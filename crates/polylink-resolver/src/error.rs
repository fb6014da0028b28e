use polylink_store::StoreError;
use polylink_types::{Address, LinkError};
use thiserror::Error;

/// Errors from resolving links or writing values to the content store.
#[derive(Debug, Error)]
pub enum ResolveError {
    /// An empty raw value was passed where a value was required.
    #[error("invalid input: {0}")]
    InvalidInput(&'static str),

    /// The value does not have the link shape.
    #[error("not a link")]
    NotAReference(#[from] LinkError),

    /// The content store could not deliver the linked value.
    #[error("failed to fetch {address}")]
    FetchFailed {
        address: Address,
        #[source]
        source: StoreError,
    },

    /// The content store refused a write.
    #[error("failed to store value")]
    PutFailed(#[source] StoreError),
}

pub type ResolveResult<T> = Result<T, ResolveError>;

* * * *

**WHAT YOU SHOULD DO:** Would you copy all lines in the records where the string "content" appears?

**YOUR SOLUTION:**
/// Errors from resolving links or writing values to the content store.
    /// The content store could not deliver the linked value.
    /// The content store refused a write.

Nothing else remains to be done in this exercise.